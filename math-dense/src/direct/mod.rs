//! Direct solvers for dense linear systems
//!
//! This module provides:
//! - [`lu_decompose`]: LU decomposition with partial pivoting and echelon bookkeeping
//! - [`permute_into`]: row permutation without a full product
//! - [`back_substitution_into`] / [`forward_substitution_into`]: triangular solves
//! - [`solve`], [`solve_augmented`], [`lu_solve`]: linear solves on the factors
//! - [`refine`]: residual-based iterative refinement

mod lu;
mod permutation;
mod refine;
mod solve;
mod triangular;

pub use lu::{LuDecomposition, LuMode, Parity, det, det_lu, lu_decompose, lu_decompose_into};
pub use permutation::{Permutation, permute_into};
pub use refine::{RefineSolution, refine, refine_until_converged};
pub use solve::{lu_solve, lu_solve_augmented_into, lu_solve_into, solve, solve_augmented};
pub use triangular::{Diagonal, SolveStatus, back_substitution_into, forward_substitution_into};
________
[Problem statement]
The material above is to be transcribed in full, exactly as it stands.

[Response to the task]
filename math-dense/src/direct/mod.rs
//! Direct solvers for dense linear systems
//!
//! This module provides:
//! - [`lu_decompose`]: LU decomposition with partial pivoting and echelon bookkeeping
//! - [`permute_into`]: row permutation without a full product
//! - [`back_substitution_into`] / [`forward_substitution_into`]: triangular solves
//! - [`solve`], [`solve_augmented`], [`lu_solve`]: linear solves on the factors
//! - [`refine`]: residual-based iterative refinement

mod lu;
mod permutation;
mod refine;
mod solve;
mod triangular;

pub use lu::{LuDecomposition, LuMode, Parity, det, det_lu, lu_decompose, lu_decompose_into};
pub use permutation::{Permutation, permute_into};
pub use refine::{RefineSolution, refine, refine_until_converged};
pub use solve::{lu_solve, lu_solve_augmented_into, lu_solve_into, solve, solve_augmented};
pub use triangular::{Diagonal, SolveStatus, back_substitution_into, forward_substitution_into};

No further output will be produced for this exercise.